ESPECIAL DE DOMINGO: MOVIMENTAÇÃO HISTÓRICA NA HIDROVIA GAÚCHA

    A saída da primeira barcaça – Foto: Nauro Júnior.

    Projeto liderado pela CMPC Celulose Riograndense e Sagres Agenciamentos Marítimos fecha o ano com o transporte de 339 barcaças e 662 mil toneladas de madeiras pelas águas gaúchas

    O Terminal de Toras do Porto de Pelotas (TPP) encerra o ano com dados que estimulam a ampliação do fomento à hidrovia gaúcha. Ao longo dos 12 meses de operações a movimentação atingiu um total de 662 mil toneladas de madeira transportadas através das águas. Durante este período 339 barcaças de toras de madeira saíram do Porto de Pelotas com destino à fábrica da CMPC Celulose Riograndense, em Guaíba (RS). Hoje, cerca de 95% da celulose produzida em Guaíba é movimentada e exportada pela hidrovia. “O projeto do TPP criou uma forma inteligente de aproveitar o frete de retorno das barcaças vindas do Porto de Rio Grande”, destaca o Gerente da Sagres em Pelotas, Bruno Carvalho.

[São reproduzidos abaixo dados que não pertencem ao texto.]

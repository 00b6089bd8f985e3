//! Pooling and reference-counted memory for skein.
//!
//! Two layers, leaves first:
//!
//! ```text
//! ShardedPool<T>          bounded lock-free shards + overflow + factory
//! ├── ArrayPool<T>        pool index 1: process-wide Vec<T> buckets
//! ├── MemoryPool<T>       pool index ≥ 2: whole RetainableMemory buckets
//! └── SliceBucket<T>      pool index ≥ 2: slices of ref-counted slab generations
//!
//! RetainableMemory<T>     explicit AtomicCounter {count, retained, disposed}
//! └── Retained<T>         one holder; drop releases, last release disposes
//! ```
//!
//! Counter misuse (double dispose, decrement below zero, use after
//! dispose) is fatal and goes through [`skein_core::fail_fast`].
//! Outstanding [`Retained`] handles can be listed through the
//! [`LeakTracker`].

#![deny(missing_docs)]
#![deny(rustdoc::broken_intra_doc_links)]
#![deny(unsafe_op_in_unsafe_fn)]
#![deny(unsafe_code)]

pub mod array_pool;
pub mod config;
pub mod counter;
pub mod error;
pub mod leak;
#[allow(unsafe_code)]
pub mod memory;
pub mod memory_pool;
pub mod pool;
#[allow(unsafe_code)]
pub mod retained;
#[allow(unsafe_code)]
pub mod slab;

pub use array_pool::ArrayPool;
pub use config::{BufferConfig, PoolConfig, MIN_POOLED_BUFFER_LEN};
pub use counter::AtomicCounter;
pub use error::BufferError;
pub use leak::{Acquisition, LeakTracker};
pub use memory::{BufferElement, PoolIndex, RetainableMemory};
pub use memory_pool::MemoryPool;
pub use pool::{PoolStats, ShardedPool};
pub use retained::Retained;
pub use slab::{SliceBucket, Slab};
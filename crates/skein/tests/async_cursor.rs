//! Awaiting cursor advances against producers on other threads.

use std::sync::atomic::{AtomicBool, Ordering};
use std::sync::Arc;
use std::thread;
use std::time::Duration;

use skein::prelude::*;
use skein_test_utils::{init_tracing, TestSeries};
use tokio::time::timeout;

const DEADLINE: Duration = Duration::from_secs(20);

fn value_for(key: u64) -> u64 {
    key * 2 + 1
}

#[tokio::test(flavor = "multi_thread", worker_threads = 2)]
async fn producer_wakes_waiting_consumer() {
    init_tracing();
    let series = TestSeries::<u64, u64>::new(8);
    let mut cursor = series.async_cursor();

    let producer = {
        let series = Arc::clone(&series);
        tokio::spawn(async move {
            for key in 0..200u64 {
                series.append(key, value_for(key)).unwrap();
                if key % 16 == 0 {
                    tokio::time::sleep(Duration::from_millis(1)).await;
                }
            }
            series.complete();
        })
    };

    let seen = timeout(DEADLINE, async {
        let mut seen = 0u64;
        while cursor.move_next_async().await.unwrap() {
            let row = cursor.with_cursor(|c| (c.current_key(), c.current_value()));
            assert_eq!(row, (Some(seen), Some(value_for(seen))));
            seen += 1;
        }
        seen
    })
    .await
    .expect("consumer stalled");

    producer.await.unwrap();
    assert_eq!(seen, 200);
    let metrics = cursor.metrics();
    assert_eq!(metrics.sync_completions + metrics.async_completions, 201);
}

#[tokio::test(flavor = "multi_thread", worker_threads = 4)]
async fn overlapping_completions_lose_nothing() {
    const ROWS: u64 = 5_000;
    let series = TestSeries::<u64, u64>::with_source(16, 256, skein::block::PooledSource);
    let mut cursor = series.async_cursor();
    let completer = cursor.completer();
    let stop = Arc::new(AtomicBool::new(false));

    let hammers: Vec<_> = (0..3)
        .map(|_| {
            let completer = Arc::clone(&completer);
            let stop = Arc::clone(&stop);
            thread::spawn(move || {
                while !stop.load(Ordering::Relaxed) {
                    completer.try_complete();
                    thread::yield_now();
                }
            })
        })
        .collect();
    let writer = {
        let series = Arc::clone(&series);
        thread::spawn(move || {
            for key in 0..ROWS {
                series.append(key, value_for(key)).unwrap();
            }
            series.complete();
        })
    };

    let seen = timeout(DEADLINE, async {
        let mut seen = 0u64;
        while cursor.move_next_async().await.unwrap() {
            seen += 1;
        }
        seen
    })
    .await
    .expect("an update was lost");

    stop.store(true, Ordering::Relaxed);
    for hammer in hammers {
        hammer.join().unwrap();
    }
    writer.join().unwrap();
    assert_eq!(seen, ROWS);
}

#[tokio::test(flavor = "multi_thread", worker_threads = 2)]
async fn available_rows_never_arm() {
    let series = TestSeries::<u64, u64>::new(8);
    for key in 0..50 {
        series.append(key, value_for(key)).unwrap();
    }
    series.complete();
    let mut cursor = series.async_cursor();

    let mut seen = 0;
    while cursor.move_next_async().await.unwrap() {
        seen += 1;
    }
    assert_eq!(seen, 50);
    let metrics = cursor.metrics();
    assert_eq!(metrics.parks, 0);
    assert_eq!(metrics.async_completions, 0);
    assert_eq!(metrics.sync_completions, 51);
}

#[tokio::test(flavor = "multi_thread", worker_threads = 2)]
async fn out_of_order_error_reaches_the_waiter_once() {
    let series = TestSeries::<u64, u64>::new(8);
    for key in [10, 20, 30] {
        series.append(key, value_for(key)).unwrap();
    }
    let mut cursor = series.async_cursor();
    for _ in 0..3 {
        assert!(cursor.move_next_async().await.unwrap());
    }

    let writer = {
        let series = Arc::clone(&series);
        thread::spawn(move || {
            thread::sleep(Duration::from_millis(20));
            series.append(15, value_for(15)).unwrap();
        })
    };
    let err = timeout(DEADLINE, cursor.move_next_async())
        .await
        .expect("error not delivered")
        .unwrap_err();
    writer.join().unwrap();
    assert_eq!(err.key(), Some(&30));

    assert!(cursor.with_cursor(|c| c.move_at(&15, Lookup::Eq)));
    assert!(cursor.move_next_async().await.unwrap());
    assert_eq!(cursor.with_cursor(|c| c.current_key()), Some(20));
}

#[tokio::test(flavor = "multi_thread", worker_threads = 2)]
async fn cancelled_wait_leaves_cursor_reusable() {
    let series = TestSeries::<u64, u64>::new(8);
    let mut cursor = series.async_cursor();

    let cancelled = timeout(Duration::from_millis(20), cursor.move_next_async()).await;
    assert!(cancelled.is_err());
    assert!(cursor.awaiter().is_completed());

    series.append(1, value_for(1)).unwrap();
    assert!(cursor.move_next_async().await.unwrap());
    assert_eq!(cursor.with_cursor(|c| c.current_key()), Some(1));

    series.complete();
    assert!(!cursor.move_next_async().await.unwrap());
}

#[tokio::test(flavor = "multi_thread", worker_threads = 2)]
async fn dropped_cursor_stops_notifications() {
    let series = TestSeries::<u64, u64>::new(8);
    let cursor = series.async_cursor();
    let awaiter = Arc::downgrade(cursor.awaiter());
    drop(cursor);
    assert!(awaiter.upgrade().is_none());
    series.append(1, value_for(1)).unwrap();
    series.complete();
}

    Operação no terminal. Foto: Nauro Júnior

    A matéria-prima da celulose é proveniente de diversas bases florestais, entre elas 14 municípios localizados na região sul do Rio grande do Sul.  Com está geografia, a iniciativa também se confirma como uma importante alternativa para desafogar o saturado tráfego da BR 116 – entre Pelotas e a capital gaúcha. A partir do incremento hidroviário a madeira que chegaria à Guaíba de caminhão, vai pelas águas. “Esta alternativa promove inúmeras vantagens como redução do impacto poluidor, número de acidentes e diminuição com gastos de manutenção viária”, observa Bruno. Só em 2017 foram 47.460 viagens a menos na BR 116, considerando que cada barcaça transporta a carga equivalente a 70 caminhões carregados de madeira, em viagens de ida e volta.

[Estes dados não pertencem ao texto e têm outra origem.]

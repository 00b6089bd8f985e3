//! Optimistic cursors over block chains.
//!
//! A [`BlockCursor`] never locks. Every move follows the same discipline:
//!
//! 1. snapshot the container's before-version;
//! 2. compute the target, reading key and value on the way. A target
//!    inside the current block is resolved locally; otherwise the chain
//!    accessor is walked block by block;
//! 3. validate the snapshot. A write that started in the meantime means
//!    the computation may have seen a torn state: back off and redo it;
//! 4. compare the remembered order version with the container's. A
//!    change means key order was broken: abort with [`OutOfOrderKey`]
//!    instead of retrying;
//! 5. commit: swap the held block reference, index and cached row.
//!
//! Validation always happens after computation, so a committed result was
//! never computed from a torn snapshot.

use std::fmt;
use std::sync::Arc;

use skein_block::{BlockRef, Container, Element};
use skein_core::{fail_fast, Backoff, BackoffConfig, KeyComparer, Lookup, Violation};

use crate::error::OutOfOrderKey;

/// Lifecycle of a cursor.
#[derive(Clone, Copy, Debug, PartialEq, Eq, Hash)]
pub enum CursorState {
    /// No source yet.
    Uninitialized,
    /// Has a source, not positioned.
    Initialized,
    /// Positioned on a row.
    Moving,
    /// Terminal.
    Disposed,
}

/// Where a move lands.
struct Target<K, V> {
    block: BlockRef,
    index: usize,
    moved: i64,
    key: K,
    value: V,
}

/// A lock-free reader over a [`Container`]'s block chain.
pub struct BlockCursor<K: Element, V: Element, S: Container<K> + ?Sized> {
    source: Option<Arc<S>>,
    block: Option<BlockRef>,
    index: usize,
    order_version: u64,
    current_key: Option<K>,
    current_value: Option<V>,
    state: CursorState,
    backoff: BackoffConfig,
}

impl<K: Element, V: Element, S: Container<K> + ?Sized> BlockCursor<K, V, S> {
    /// A cursor over `source`, not yet positioned. Remembers the current
    /// order version.
    pub fn new(source: Arc<S>) -> Self {
        let order_version = source.versions().order_version();
        Self {
            source: Some(source),
            block: None,
            index: 0,
            order_version,
            current_key: None,
            current_value: None,
            state: CursorState::Initialized,
            backoff: BackoffConfig::default(),
        }
    }

    /// A cursor without a source.
    pub fn uninitialized() -> Self {
        Self {
            source: None,
            block: None,
            index: 0,
            order_version: 0,
            current_key: None,
            current_value: None,
            state: CursorState::Uninitialized,
            backoff: BackoffConfig::default(),
        }
    }

    /// Attach a source to an uninitialized cursor.
    #[track_caller]
    pub fn initialize(&mut self, source: Arc<S>) {
        match self.state {
            CursorState::Uninitialized => *self = Self::new(source).with_backoff(self.backoff),
            CursorState::Disposed => fail_fast(Violation::CursorDisposed),
            CursorState::Initialized | CursorState::Moving => {
                self.order_version = source.versions().order_version();
                self.source = Some(source);
                self.clear_position();
            }
        }
    }

    /// Use `backoff` for retries after a version mismatch.
    pub fn with_backoff(mut self, backoff: BackoffConfig) -> Self {
        self.backoff = backoff;
        self
    }

    // ── Inspection ─────────────────────────────────────────────────

    /// Lifecycle state.
    pub fn state(&self) -> CursorState {
        self.state
    }

    /// Key of the current row.
    pub fn current_key(&self) -> Option<K> {
        self.current_key
    }

    /// First value of the current row.
    pub fn current_value(&self) -> Option<V> {
        self.current_value
    }

    /// Block holding the current row.
    pub fn current_block(&self) -> Option<&BlockRef> {
        self.block.as_ref()
    }

    /// Row index of the current row within its block.
    pub fn block_index(&self) -> Option<usize> {
        self.block.as_ref().map(|_| self.index)
    }

    /// The source container.
    pub fn source(&self) -> Option<&Arc<S>> {
        self.source.as_ref()
    }

    /// Key order of the source.
    pub fn comparer(&self) -> Option<&dyn KeyComparer<K>> {
        self.source.as_deref().map(|s| s.comparer())
    }

    /// Order version this cursor was last positioned under.
    pub fn order_version(&self) -> u64 {
        self.order_version
    }

    // ── Moves ──────────────────────────────────────────────────────

    /// Move by `stride` rows. Positive strides move forward.
    ///
    /// From an unpositioned cursor, stride `n > 0` lands on the `n`th row
    /// and `-n` on the `n`th row from the end. When the chain runs out,
    /// `allow_partial` clamps to the last reachable row; otherwise the
    /// cursor stays put. Returns the signed number of rows moved.
    #[track_caller]
    pub fn move_by(&mut self, stride: i64, allow_partial: bool) -> Result<i64, OutOfOrderKey<K>> {
        let source = self.live_source();
        if stride == 0 {
            return Ok(0);
        }
        let versions = source.versions();
        let mut backoff = Backoff::new(&self.backoff);
        loop {
            let snapshot = versions.snapshot();
            let at = self.block.as_ref().map(|b| (b, self.index));
            let found = Self::locate(source, at, stride, allow_partial);
            if !versions.validate(snapshot) {
                if backoff.is_yielding() {
                    tracing::trace!(retries = backoff.retries(), "cursor move retrying");
                }
                backoff.snooze();
                continue;
            }
            if versions.order_version() != self.order_version {
                tracing::debug!(key = ?self.current_key, "key order changed under cursor");
                return Err(OutOfOrderKey::new(self.current_key));
            }
            let Some(target) = found else {
                return Ok(0);
            };
            let moved = target.moved;
            self.block = Some(target.block);
            self.index = target.index;
            self.current_key = Some(target.key);
            self.current_value = Some(target.value);
            self.state = CursorState::Moving;
            return Ok(moved);
        }
    }

    /// Move to the next row. `Ok(false)` at the end of the chain.
    #[track_caller]
    pub fn move_next(&mut self) -> Result<bool, OutOfOrderKey<K>> {
        self.move_by(1, false).map(|moved| moved == 1)
    }

    /// Move to the previous row. `Ok(false)` at the start of the chain.
    #[track_caller]
    pub fn move_previous(&mut self) -> Result<bool, OutOfOrderKey<K>> {
        self.move_by(-1, false).map(|moved| moved == -1)
    }

    /// Move to the first row and re-arm the order version.
    #[track_caller]
    pub fn move_first(&mut self) -> bool {
        self.reposition(|source| {
            let first = source.first_block()?;
            walk_forward::<K, S>(source, first, -1, 1, false).map(|(block, index, _)| (block, index))
        })
    }

    /// Move to the last row and re-arm the order version.
    #[track_caller]
    pub fn move_last(&mut self) -> bool {
        self.reposition(|source| {
            let last = source.last_block()?;
            let rows = last.row_count() as i64;
            walk_backward::<K, S>(source, last, rows, 1, false).map(|(block, index, _)| (block, index))
        })
    }

    /// Move to the row selected by `lookup` relative to `key` and re-arm
    /// the order version. This is how a cursor recovers from
    /// [`OutOfOrderKey`]. On a miss the position is unchanged.
    #[track_caller]
    pub fn move_at(&mut self, key: &K, lookup: Lookup) -> bool {
        self.reposition(|source| source.find_block_at(key, lookup))
    }

    fn reposition(&mut self, find: impl Fn(&S) -> Option<(BlockRef, usize)>) -> bool {
        let source = self.live_source();
        let versions = source.versions();
        let mut backoff = Backoff::new(&self.backoff);
        loop {
            let snapshot = versions.snapshot();
            let order_version = versions.order_version();
            let found = find(source).map(|(block, index)| {
                let key = block.key_at::<K>(index);
                let value = block.value_at::<V>(index);
                (block, index, key, value)
            });
            if !versions.validate(snapshot) {
                backoff.snooze();
                continue;
            }
            self.order_version = order_version;
            let Some((block, index, key, value)) = found else {
                return false;
            };
            self.block = Some(block);
            self.index = index;
            self.current_key = Some(key);
            self.current_value = Some(value);
            self.state = CursorState::Moving;
            return true;
        }
    }

    fn locate(
        source: &S,
        at: Option<(&BlockRef, usize)>,
        stride: i64,
        allow_partial: bool,
    ) -> Option<Target<K, V>> {
        let (block, index, moved) = if stride > 0 {
            let (start, index) = match at {
                Some((block, index)) => (block.clone(), index as i64),
                None => (source.first_block()?, -1),
            };
            walk_forward::<K, S>(source, start, index, stride, allow_partial)?
        } else {
            let (start, index) = match at {
                Some((block, index)) => (block.clone(), index as i64),
                None => {
                    let last = source.last_block()?;
                    let rows = last.row_count() as i64;
                    (last, rows)
                }
            };
            let (block, index, moved) =
                walk_backward::<K, S>(source, start, index, stride.saturating_neg(), allow_partial)?;
            (block, index, -moved)
        };
        let key = block.key_at::<K>(index);
        let value = block.value_at::<V>(index);
        Some(Target {
            block,
            index,
            moved,
            key,
            value,
        })
    }

    #[track_caller]
    fn live_source(&self) -> &S {
        match (&self.source, self.state) {
            (_, CursorState::Disposed) => fail_fast(Violation::CursorDisposed),
            (Some(source), _) => source,
            (None, _) => fail_fast(Violation::CursorUninitialized),
        }
    }

    // ── Lifecycle ──────────────────────────────────────────────────

    /// Forget the position. The next move starts from the chain ends and
    /// the order version is re-armed.
    #[track_caller]
    pub fn reset(&mut self) {
        let order_version = self.live_source().versions().order_version();
        self.order_version = order_version;
        self.clear_position();
    }

    /// Release the held block and the source. Disposing twice fails fast.
    #[track_caller]
    pub fn dispose(&mut self) {
        if self.state == CursorState::Disposed {
            fail_fast(Violation::CursorDisposed);
        }
        self.block = None;
        self.source = None;
        self.current_key = None;
        self.current_value = None;
        self.state = CursorState::Disposed;
    }

    fn clear_position(&mut self) {
        self.block = None;
        self.index = 0;
        self.current_key = None;
        self.current_value = None;
        self.state = CursorState::Initialized;
    }
}

/// Walk `steps` rows forward from `index` in `block` (`-1` is before the
/// first row). Returns the landing block, row and rows moved.
fn walk_forward<K, S: Container<K> + ?Sized>(
    source: &S,
    mut block: BlockRef,
    mut index: i64,
    steps: i64,
    allow_partial: bool,
) -> Option<(BlockRef, usize, i64)> {
    let mut remaining = steps;
    let mut moved = 0;
    let mut furthest = None;
    loop {
        let rows = block.row_count() as i64;
        let ahead = rows - 1 - index;
        if remaining <= ahead {
            return Some((block, (index + remaining) as usize, moved + remaining));
        }
        if ahead > 0 {
            moved += ahead;
            remaining -= ahead;
            furthest = Some((block.clone(), (rows - 1) as usize));
        }
        match source.next_block(&block) {
            Some(next) => {
                block = next;
                index = -1;
            }
            None => break,
        }
    }
    if !allow_partial {
        return None;
    }
    furthest.map(|(block, index)| (block, index, moved))
}

/// Walk `steps` rows backward from `index` in `block` (`row_count` is
/// past the last row). Returns the landing block, row and rows moved.
fn walk_backward<K, S: Container<K> + ?Sized>(
    source: &S,
    mut block: BlockRef,
    mut index: i64,
    steps: i64,
    allow_partial: bool,
) -> Option<(BlockRef, usize, i64)> {
    let mut remaining = steps;
    let mut moved = 0;
    let mut furthest = None;
    loop {
        let behind = index;
        if remaining <= behind {
            return Some((block, (index - remaining) as usize, moved + remaining));
        }
        if behind > 0 {
            moved += behind;
            remaining -= behind;
            furthest = Some((block.clone(), 0));
        }
        match source.previous_block(&block) {
            Some(previous) => {
                index = previous.row_count() as i64;
                block = previous;
            }
            None => break,
        }
    }
    if !allow_partial {
        return None;
    }
    furthest.map(|(block, index)| (block, index, moved))
}

impl<K: Element, V: Element, S: Container<K> + ?Sized> Clone for BlockCursor<K, V, S> {
    /// Copies the position; the held block gains one holder.
    #[track_caller]
    fn clone(&self) -> Self {
        if self.state == CursorState::Disposed {
            fail_fast(Violation::CursorDisposed);
        }
        Self {
            source: self.source.clone(),
            block: self.block.clone(),
            index: self.index,
            order_version: self.order_version,
            current_key: self.current_key,
            current_value: self.current_value,
            state: self.state,
            backoff: self.backoff,
        }
    }
}

impl<K: Element, V: Element, S: Container<K> + ?Sized> fmt::Debug for BlockCursor<K, V, S> {
    fn fmt(&self, f: &mut fmt::Formatter<'_>) -> fmt::Result {
        f.debug_struct("BlockCursor")
            .field("state", &self.state)
            .field("index", &self.index)
            .field("key", &self.current_key)
            .field("value", &self.current_value)
            .field("order_version", &self.order_version)
            .finish()
    }
}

    Os bons índices não param por aí e são frutos da otimização do processo operacional realizado pela Sagres Agenciamentos Marítimos. De acordo com Bruno Carvalho em outubro de 2016, quando iniciou o projeto, o tempo de carregamento de uma barcaça era em torno de 33 horas. “Hoje temos uma média de 9 horas, o que revela a clara evolução do processo”, informa. Ele ressalta ainda que todas as etapas tem total foco na segurança e são baseadas no conceito de sustentabilidade, com amplo espectro nos seus aspectos econômicos e ambientais.

     

    Movimentação histórica. Foto: Nauro Júnior.

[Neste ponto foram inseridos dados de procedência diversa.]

#[cfg(test)]
mod tests {
    use super::*;

    #[test]
    fn create_starts_unretained() {
        let memory = RetainableMemory::<u64>::create(100, true).unwrap();
        assert_eq!(memory.len(), 100);
        assert_eq!(memory.ref_count(), 0);
        assert_eq!(memory.pool_index(), PoolIndex::DEFAULT);
        assert!(memory.pinned_ptr().is_some());
        memory.dispose();
        assert!(memory.is_disposed());
        assert!(memory.pinned_ptr().is_none());
    }

    #[test]
    fn pinning_types_with_drop_glue_is_rejected() {
        let err = RetainableMemory::<String>::create(4, true).unwrap_err();
        assert!(matches!(err, BufferError::NotPinnable { .. }));
        assert!(RetainableMemory::<String>::create(4, false).is_ok());
    }

    #[test]
    fn unpinned_has_no_pinned_pointer() {
        let memory = RetainableMemory::<u8>::from_vec(vec![1, 2, 3], false).unwrap();
        assert!(memory.pinned_ptr().is_none());
        assert_eq!(memory.pool_index(), PoolIndex::EXTERNAL);
        assert!(!memory.as_ptr().is_null());
    }

    #[test]
    fn retain_round_trip_restores_count() {
        let memory = RetainableMemory::<u32>::create(64, false).unwrap();
        memory.increment();
        let before = memory.ref_count();
        let handle = memory.retain(8, 16);
        assert_eq!(memory.ref_count(), before + 1);
        drop(handle);
        assert_eq!(memory.ref_count(), before);
        assert!(!memory.is_disposed());
        memory.decrement();
        assert!(memory.is_disposed());
    }

    #[test]
    fn last_release_disposes_exactly_once() {
        let memory = RetainableMemory::<u32>::create(16, false).unwrap();
        let a = memory.retain_all();
        let b = a.clone();
        drop(a);
        assert!(!memory.is_disposed());
        drop(b);
        assert!(memory.is_disposed());
    }

    #[test]
    #[should_panic(expected = "use after dispose")]
    fn decrement_after_dispose_fails_fast() {
        let memory = RetainableMemory::<u32>::create(16, false).unwrap();
        memory.increment();
        memory.decrement();
        memory.decrement();
    }

    #[test]
    #[should_panic(expected = "use after dispose")]
    fn pointer_after_dispose_fails_fast() {
        let memory = RetainableMemory::<u32>::create(16, false).unwrap();
        memory.dispose();
        let _ = memory.as_ptr();
    }

    #[test]
    #[should_panic(expected = "disposed while still retained")]
    fn dispose_while_retained_fails_fast() {
        let memory = RetainableMemory::<u32>::create(16, false).unwrap();
        let _handle = memory.retain_all();
        memory.dispose();
    }

    #[test]
    #[should_panic(expected = "out of bounds")]
    fn retain_out_of_range_fails_fast() {
        let memory = RetainableMemory::<u32>::from_vec(vec![0; 8], false).unwrap();
        let _ = memory.retain(4, 5);
    }

    #[test]
    fn decrement_if_one_only_releases_last_holder() {
        let memory = RetainableMemory::<u8>::create(16, false).unwrap();
        memory.increment();
        memory.increment();
        assert!(!memory.decrement_if_one());
        memory.decrement();
        assert!(memory.decrement_if_one());
        assert!(memory.is_disposed());
    }

    #[test]
    fn increment_if_retained_respects_state() {
        let memory = RetainableMemory::<u8>::create(16, false).unwrap();
        assert_eq!(memory.increment_if_retained(), None);
        let handle = memory.retain_all();
        assert_eq!(memory.increment_if_retained(), Some(2));
        memory.decrement();
        drop(handle);
        assert!(memory.is_disposed());
    }

    #[test]
    fn default_pool_reuses_array_after_dispose() {
        let pool = ArrayPool::<u128>::shared();
        let memory = RetainableMemory::<u128>::create(4096, false).unwrap();
        let ptr = memory.as_ptr();
        let handle = memory.retain_all();
        drop(handle);
        assert!(pool.pooled(4096) >= 1);
        let again = RetainableMemory::<u128>::create(4096, false).unwrap();
        assert_eq!(again.as_ptr(), ptr);
        again.dispose();
    }
}
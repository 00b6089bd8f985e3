//! Awaiter activity counters.

use std::sync::atomic::{AtomicU64, Ordering};

/// Snapshot of one awaiter's activity since creation.
#[derive(Clone, Copy, Debug, Default, PartialEq, Eq)]
pub struct AwaiterMetrics {
    /// Waits resolved by the synchronous attempt, without arming.
    pub sync_completions: u64,
    /// Waits resolved by a completion attempt after arming.
    pub async_completions: u64,
    /// Times a continuation was armed.
    pub parks: u64,
    /// Completion requests coalesced into an attempt already in flight.
    pub skipped_updates: u64,
}

#[derive(Debug, Default)]
pub(crate) struct AwaiterCounters {
    pub(crate) sync_completions: AtomicU64,
    pub(crate) async_completions: AtomicU64,
    pub(crate) parks: AtomicU64,
    pub(crate) skipped_updates: AtomicU64,
}

impl AwaiterCounters {
    pub(crate) fn bump(counter: &AtomicU64) {
        counter.fetch_add(1, Ordering::Relaxed);
    }

    pub(crate) fn snapshot(&self) -> AwaiterMetrics {
        AwaiterMetrics {
            sync_completions: self.sync_completions.load(Ordering::Relaxed),
            async_completions: self.async_completions.load(Ordering::Relaxed),
            parks: self.parks.load(Ordering::Relaxed),
            skipped_updates: self.skipped_updates.load(Ordering::Relaxed),
        }
    }
}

    HISTÓRICO – Após décadas de estagnação e subutilização o Porto de Pelotas está revitalizado. O novo cenário surgiu a partir do projeto do Terminal de Toras (TPP) e contribuiu consideravelmente para que a movimentação de cargas triplicasse. Pelotas tem o primeiro porto gaúcho licenciado ambientalmente pela FEPAM e segue implantando os necessários programas de ordem ambiental. “Hoje temos um Porto fortalecido e consequentemente apto para ampliar cada vez mais a sua utilização”, finaliza.